━━━ RECORDS SUPPLIED

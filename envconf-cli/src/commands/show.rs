//! Show command implementation.
//!
//! This module implements the `show` command, which resolves the
//! configuration, applies any `--extend` sources, and prints the result.

use crate::error::CliError;
use crate::utils::{load_configuration, parse_source, GlobalOptions};
use clap::{Args, ValueEnum};
use envconf::output::{OutputFormat, ShellType};

/// Resolve the configuration and print it.
#[derive(Args)]
pub struct ShowCommand {
    /// Extra source to merge on top (path, directory, or inline JSON object)
    #[arg(long = "extend", value_name = "SOURCE")]
    pub extend: Vec<String>,

    /// Output format
    #[arg(long, value_enum, default_value = "json", ignore_case = true)]
    pub format: ShowFormat,

    /// Shell for export format (auto-detected if not specified)
    #[arg(long, value_name = "SHELL")]
    pub shell: Option<String>,

    /// Prefix for variable names in dotenv and export formats
    #[arg(long, value_name = "PREFIX")]
    pub prefix: Option<String>,
}

/// Output format for the show command.
#[derive(Clone, Copy, Debug, PartialEq, Eq, ValueEnum)]
#[value(rename_all = "lowercase")]
pub enum ShowFormat {
    /// Pretty-printed JSON
    Json,
    /// YAML document
    Yaml,
    /// Dotenv lines (KEY=value)
    Dotenv,
    /// Shell export statements
    Export,
}

impl ShowCommand {
    /// Execute the show command.
    pub fn execute(self, global: &GlobalOptions) -> Result<(), CliError> {
        // 1. Validate arguments before touching the filesystem
        if self.shell.is_some() && self.format != ShowFormat::Export {
            return Err(CliError::InvalidArguments(
                "--shell is only valid with --format export".to_string(),
            ));
        }
        let format = self.output_format()?;
        let sources = self
            .extend
            .iter()
            .map(|arg| parse_source(arg))
            .collect::<Result<Vec<_>, _>>()?;

        // 2. Resolve the configuration
        let config = load_configuration(global)?;

        // 3. Apply extensions in order
        if !sources.is_empty() {
            config.extend(sources)?;
        }

        // 4. Format and print
        let formatter = format.create_formatter(self.prefix);
        let output = formatter.format(&config.to_mapping())?;
        if !output.is_empty() {
            println!("{output}");
        }

        Ok(())
    }

    fn output_format(&self) -> Result<OutputFormat, CliError> {
        Ok(match self.format {
            ShowFormat::Json => OutputFormat::Json,
            ShowFormat::Yaml => OutputFormat::Yaml,
            ShowFormat::Dotenv => OutputFormat::Dotenv,
            ShowFormat::Export => {
                let shell = match self.shell.as_deref() {
                    Some(name) => ShellType::from_string(name)?,
                    None => ShellType::detect(),
                };
                OutputFormat::Export(shell)
            }
        })
    }
}
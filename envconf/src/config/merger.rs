//! Deep merging of configuration mappings.
//!
//! Merging is in place and right-biased: values from the source overwrite
//! values in the target, except that two mappings meeting at the same key are
//! merged key by key instead of replaced. Sequences are leaves; a later
//! sequence replaces an earlier one wholesale.

use serde_json::Value;

use crate::config::Mapping;

/// Merges configuration mappings according to deep-merge rules.
///
/// # Examples
///
/// ```
/// use envconf::config::DeepMerger;
/// use serde_json::json;
///
/// let mut target = json!({"db": {"host": "localhost", "port": 5432}});
/// let source = json!({"db": {"host": "db.internal"}, "debug": false});
///
/// DeepMerger::merge_into(
///     target.as_object_mut().unwrap(),
///     source.as_object().unwrap(),
/// );
/// assert_eq!(
///     target,
///     json!({"db": {"host": "db.internal", "port": 5432}, "debug": false})
/// );
/// ```
pub struct DeepMerger;

impl DeepMerger {
    /// Merge `source` into `target` (source overwrites target).
    ///
    /// # Merging Rules
    ///
    /// - Keys are unioned
    /// - Mapping onto mapping: merged recursively
    /// - Mapping onto anything else: replaced by a copy of the mapping
    /// - Scalars, sequences and nulls: replaced
    pub fn merge_into(target: &mut Mapping, source: &Mapping) {
        for (key, value) in source {
            match target.get_mut(key) {
                Some(existing) => Self::merge_value(existing, value),
                None => {
                    target.insert(key.clone(), value.clone());
                }
            }
        }
    }

    /// Merge a single value into its counterpart.
    pub fn merge_value(target: &mut Value, source: &Value) {
        match (target, source) {
            (Value::Object(target_map), Value::Object(source_map)) => {
                Self::merge_into(target_map, source_map);
            }
            (target, source) => *target = source.clone(),
        }
    }

    /// Merge several mappings, lowest precedence first.
    #[must_use]
    pub fn merge_all<'a, I>(sources: I) -> Mapping
    where
        I: IntoIterator<Item = &'a Mapping>,
    {
        let mut result = Mapping::new();
        for source in sources {
            Self::merge_into(&mut result, source);
        }
        result
    }
}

━━━━━━

**WORK TO COMPLETE**
Quote in full each line from the top of the records above through the line with "#[arg(long, value_enum, default_value"; stop after that line.

**PROBLEM SOLUTION**
filename envconf-cli/src/commands/show.rs
//! Show command implementation.
//!
//! This module implements the `show` command, which resolves the
//! configuration, applies any `--extend` sources, and prints the result.

use crate::error::CliError;
use crate::utils::{load_configuration, parse_source, GlobalOptions};
use clap::{Args, ValueEnum};
use envconf::output::{OutputFormat, ShellType};

/// Resolve the configuration and print it.
#[derive(Args)]
pub struct ShowCommand {
    /// Extra source to merge on top (path, directory, or inline JSON object)
    #[arg(long = "extend", value_name = "SOURCE")]
    pub extend: Vec<String>,

    /// Output format
    #[arg(long, value_enum, default_value = "json", ignore_case = true)]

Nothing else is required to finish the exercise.